- What is being asked -
Counting every line in the records below that holds "push", give the total and add nothing.

(Saved data entries)
use anyhow::Result;
use serde_json::json;

use riskeval::config::DashboardConfig;
use riskeval::data::DatasetManifest;
use riskeval::logging::{log, obj, v_num, v_str, Domain, Level};
use riskeval::report::HeadlineMetrics;
use riskeval::table;

fn main() -> Result<()> {
    let cfg = DashboardConfig::from_env();
    log(
        Level::Info,
        Domain::System,
        "startup",
        obj(&[("bin", v_str("riskeval")), ("top_n", json!(cfg.top_n))]),
    );
    let table = table::shared()?;

    let manifest = DatasetManifest::from_table(table)?;
    log(
        Level::Info,
        Domain::Data,
        "manifest",
        obj(&[
            ("rows", json!(manifest.row_count)),
            ("activities", json!(manifest.distinct_activities)),
            ("hash_sha256", v_str(&manifest.hash_sha256)),
        ]),
    );

    let headline = HeadlineMetrics::compute(table, &cfg)?;
    log(
        Level::Info,
        Domain::Report,
        "headline",
        obj(&[
            ("mean_risk_reduction_rate", v_num(headline.mean_risk_reduction_rate)),
            ("mean_similarity", v_num(headline.mean_similarity)),
            ("improved_pct", v_num(headline.improved_pct)),
            ("t_accuracy_pct", v_num(headline.t_accuracy_pct)),
        ]),
    );

    println!("Records:                 {}", headline.records);
    println!("Mean risk reduction:     {:.2}%", headline.mean_risk_reduction_rate);
    println!("Mean similarity:         {:.2}", headline.mean_similarity);
    println!("Improved vs original:    {:.2}%", headline.improved_pct);
    println!("Exact T prediction rate: {:.2}%", headline.t_accuracy_pct);
    Ok(())
}
//! Aggregate queries over the evaluation table.
//!
//! Every query is a pure read. Failures come back as `QueryError` and are
//! logged at debug level in the `query` domain.

use serde::{Deserialize, Serialize};
use serde_json::json;

use crate::error::{QueryError, QueryResult};
use crate::logging::{log, obj, v_str, Domain, Level};
use crate::stats::{self, Describe, HistogramBucket};
use crate::table::{Column, Table};

#[derive(Debug, Clone, Copy, PartialEq, Serialize, Deserialize)]
pub struct ColumnMean {
    pub column: Column,
    pub mean: f64,
}

/// One partition of a `group_average`.
#[derive(Debug, Clone, PartialEq, Serialize, Deserialize)]
pub struct GroupRow {
    pub key: String,
    pub count: usize,
    pub means: Vec<ColumnMean>,
}

impl GroupRow {
    pub fn mean_of(&self, column: Column) -> Option<f64> {
        self.means
            .iter()
            .find(|m| m.column == column)
            .map(|m| m.mean)
    }
}

#[derive(Debug, Clone, PartialEq, Serialize, Deserialize)]
pub struct CorrelationMatrix {
    pub columns: Vec<Column>,
    pub values: Vec<Vec<f64>>,
}

impl CorrelationMatrix {
    pub fn get(&self, a: Column, b: Column) -> Option<f64> {
        let i = self.columns.iter().position(|c| *c == a)?;
        let j = self.columns.iter().position(|c| *c == b)?;
        Some(self.values[i][j])
    }
}

#[derive(Debug, Clone, PartialEq, Serialize, Deserialize)]
pub struct ValueCount {
    pub value: String,
    pub count: usize,
    pub percentage: f64,
}

fn reject<T>(query: &str, err: QueryError) -> QueryResult<T> {
    log(
        Level::Debug,
        Domain::Query,
        "query_rejected",
        obj(&[("query", v_str(query)), ("msg", v_str(&err.to_string()))]),
    );
    Err(err)
}

fn numeric_values(table: &Table, query: &str, column: Column) -> QueryResult<Vec<f64>> {
    let values = match table.values(column) {
        Ok(values) => values,
        Err(err) => return reject(query, err),
    };
    if values.is_empty() {
        return reject(query, QueryError::EmptyPartition(format!("{} of {}", query, column)));
    }
    Ok(values)
}

impl Table {
    pub fn mean(&self, column: Column) -> QueryResult<f64> {
        let values = numeric_values(self, "mean", column)?;
        stats::mean(&values)
            .ok_or_else(|| QueryError::EmptyPartition(format!("mean of {}", column)))
    }

    pub fn describe(&self, column: Column) -> QueryResult<Describe> {
        let values = numeric_values(self, "describe", column)?;
        stats::describe(&values)
            .ok_or_else(|| QueryError::EmptyPartition(format!("describe of {}", column)))
    }

    pub fn histogram(
        &self,
        column: Column,
        bucket_count: usize,
    ) -> QueryResult<Vec<HistogramBucket>> {
        if bucket_count == 0 {
            return reject("histogram", QueryError::InvalidBucketCount);
        }
        let values = numeric_values(self, "histogram", column)?;
        stats::histogram(&values, bucket_count).ok_or(QueryError::InvalidBucketCount)
    }

    /// Mean of each value column per distinct `group_key` value, in
    /// first-appearance order of the key.
    pub fn group_average(
        &self,
        group_key: Column,
        value_columns: &[Column],
    ) -> QueryResult<Vec<GroupRow>> {
        if let Some(bad) = value_columns.iter().find(|c| !c.is_numeric()) {
            return reject("group_average", QueryError::NonNumericColumn(*bad));
        }
        if self.is_empty() {
            return reject(
                "group_average",
                QueryError::EmptyPartition(format!("group_average by {}", group_key)),
            );
        }

        let mut keys: Vec<String> = Vec::new();
        let mut sums: Vec<(usize, Vec<f64>)> = Vec::new();
        for record in self.records() {
            let key = record.label(group_key);
            let slot = match keys.iter().position(|k| *k == key) {
                Some(slot) => slot,
                None => {
                    keys.push(key);
                    sums.push((0, vec![0.0; value_columns.len()]));
                    keys.len() - 1
                }
            };
            let (count, totals) = &mut sums[slot];
            *count += 1;
            for (total, column) in totals.iter_mut().zip(value_columns) {
                *total += record.numeric(*column).unwrap_or_default();
            }
        }

        Ok(keys
            .into_iter()
            .zip(sums)
            .map(|(key, (count, totals))| GroupRow {
                key,
                count,
                means: value_columns
                    .iter()
                    .zip(totals)
                    .map(|(column, total)| ColumnMean {
                        column: *column,
                        mean: total / count as f64,
                    })
                    .collect(),
            })
            .collect())
    }

    /// Pearson coefficients for every pair of `columns`. Symmetric, unit diagonal.
    pub fn correlation_matrix(&self, columns: &[Column]) -> QueryResult<CorrelationMatrix> {
        let mut series = Vec::with_capacity(columns.len());
        for column in columns {
            series.push(numeric_values(self, "correlation_matrix", *column)?);
        }

        let n = columns.len();
        let mut values = vec![vec![1.0; n]; n];
        for i in 0..n {
            for j in (i + 1)..n {
                let r = match stats::pearson(&series[i], &series[j]) {
                    Some(r) => r,
                    None => {
                        let constant = if stats::pearson(&series[i], &series[i]).is_none() {
                            columns[i]
                        } else {
                            columns[j]
                        };
                        return reject("correlation_matrix", QueryError::ConstantColumn(constant));
                    }
                };
                values[i][j] = r;
                values[j][i] = r;
            }
        }
        // A single column still has to exist with non-zero variance.
        if n == 1 && stats::pearson(&series[0], &series[0]).is_none() {
            return reject("correlation_matrix", QueryError::ConstantColumn(columns[0]));
        }

        Ok(CorrelationMatrix {
            columns: columns.to_vec(),
            values,
        })
    }

    /// Count and share of each distinct value, most frequent first. Ties keep
    /// first-appearance order.
    pub fn value_counts(&self, column: Column) -> QueryResult<Vec<ValueCount>> {
        if self.is_empty() {
            return reject(
                "value_counts",
                QueryError::EmptyPartition(format!("value_counts of {}", column)),
            );
        }
        let mut counts: Vec<(String, usize)> = Vec::new();
        for record in self.records() {
            let value = record.label(column);
            match counts.iter().position(|(v, _)| *v == value) {
                Some(slot) => counts[slot].1 += 1,
                None => counts.push((value, 1)),
            }
        }
        counts.sort_by(|a, b| b.1.cmp(&a.1));

        let total = self.len() as f64;
        Ok(counts
            .into_iter()
            .map(|(value, count)| ValueCount {
                value,
                count,
                percentage: count as f64 / total * 100.0,
            })
            .collect())
    }

    /// Share of rows, in percent, whose model T value equals the reference T value.
    pub fn exact_t_match_percentage(&self) -> QueryResult<f64> {
        if self.is_empty() {
            return reject(
                "exact_t_match_percentage",
                QueryError::EmptyPartition("exact T match".to_string()),
            );
        }
        let hits = self.records().iter().filter(|r| r.exact_t_match()).count();
        Ok(hits as f64 / self.len() as f64 * 100.0)
    }
}

/// The `n` rows with the highest (or lowest) `sort_column` mean.
///
/// The sort is stable, so equal values keep their input order.
pub fn top_n(
    rows: &[GroupRow],
    sort_column: Column,
    n: usize,
    descending: bool,
) -> QueryResult<Vec<GroupRow>> {
    let mut keyed = Vec::with_capacity(rows.len());
    for row in rows {
        match row.mean_of(sort_column) {
            Some(v) => keyed.push((v, row)),
            None => return reject("top_n", QueryError::NotAggregated(sort_column)),
        }
    }
    if descending {
        keyed.sort_by(|a, b| b.0.total_cmp(&a.0));
    } else {
        keyed.sort_by(|a, b| a.0.total_cmp(&b.0));
    }
    log(
        Level::Trace,
        Domain::Query,
        "top_n",
        obj(&[("column", v_str(sort_column.as_str())), ("n", json!(n))]),
    );
    Ok(keyed.into_iter().take(n).map(|(_, row)| row.clone()).collect())
}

- Worked solution -
5